Originally Posted by Tiay
Originally Posted by daletom
Please be careful - physically and emotionally - with that experimentation!
how do you mean? I meant, I'm going to do more heavy petting before I 'go for it'.
Yes, I think you and your B/F should use "heavy petting" (the currently fashionable term may be "outercourse" - seed a search engine with that term) to get acquainted with your bodies and learn each others' responses.
I think there may have been real value to old-fashioned courtship practices - like from a century ago. Restricting a couple's pre-marital lovemaking to kisses, fondling, "bundling", etc forced them to not only learn to read each others' responses, but also taught some very pleasurable things to incorporate into married lovemaking. As a grey-haired old married guy, I actually wish my wife WOULD spend more time fondling, deep kissing, etc before she asks me to go down on her, or slide into her. We used the non-coital activities extensively during our engagement. They are ultimately not a substitute for relational intercourse, but I will say without qualification that without them it would have been MUCH harder - or impossible - to keep my promise to "wait for marriage".
Physical dangers: They tell me you can get pregnant from heavy petting. I can't confirm or deny that; I know we had a "pregnancy scare" before marriage when her period came late. I thought it would be a pretty rotten deal for her to end up pregnant when we hadn't even experienced intercourse!

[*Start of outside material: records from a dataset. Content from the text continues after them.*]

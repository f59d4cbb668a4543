//! Deterministic stand-ins shared by unit tests.

use anyhow::Result;
use async_trait::async_trait;

use crate::embedding::EmbeddingProvider;
use crate::models::EmailRecord;

/// Embedder that derives a stable vector from the text's bytes. Identical
/// texts embed identically, distinct texts almost always differ, and no
/// network is involved.
pub struct FakeEmbedder {
    dims: usize,
}

impl FakeEmbedder {
    pub fn new(dims: usize) -> Self {
        Self { dims }
    }

    pub fn vector_for(&self, text: &str) -> Vec<f32> {
        let mut v = vec![0.0f32; self.dims];
        for (i, b) in text.bytes().enumerate() {
            v[i % self.dims] += f32::from(b) / 255.0;
        }
        v
    }
}

#[async_trait]
impl EmbeddingProvider for FakeEmbedder {
    fn model_name(&self) -> &str {
        "fake"
    }

    fn dims(&self) -> usize {
        self.dims
    }

    async fn embed(&self, texts: &[String]) -> Result<Vec<Vec<f32>>> {
        Ok(texts.iter().map(|t| self.vector_for(t)).collect())
    }
}

/// Build records from (id, subject, body) triples.
pub fn records(specs: &[(i64, &str, &str)]) -> Vec<EmailRecord> {
    specs
        .iter()
        .map(|&(id, subject, body)| EmailRecord {
            id,
            message_id: format!("msg-{id}"),
            thread_id: format!("thread-{id}"),
            from_address: "sender@example.com".to_string(),
            to_addresses: "me@example.com".to_string(),
            cc_addresses: None,
            bcc_addresses: None,
            subject: subject.to_string(),
            raw_html: String::new(),
            plain_text: body.to_string(),
            summary: None,
            date: 1_700_000_000 + id,
            created_at: 1_700_000_000,
            updated_at: 1_700_000_000,
        })
        .collect()
}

Physical/Emotional dangers: Make sure you and your B/F understand each others' limits, restrictions, and objectives. And - more importantly - you are mutually committed to help each other abide by them. Discuss this in broad daylight - not at midnight in his dorm room! Otherwise you run the risk of feeling you've been taken advantage of, or that he failed you when you needed reinforcement. Can you ask each other, in the midst of passion, "You agreed we weren't going to do that yet - have you changed your mind?". If not, there's likely to be some heated words exchanged about who's the tease, who's pushing the limits, who can't be trusted , etc.
(I'll come back to some of the other items when I get the time. I haven't forgotten about you!)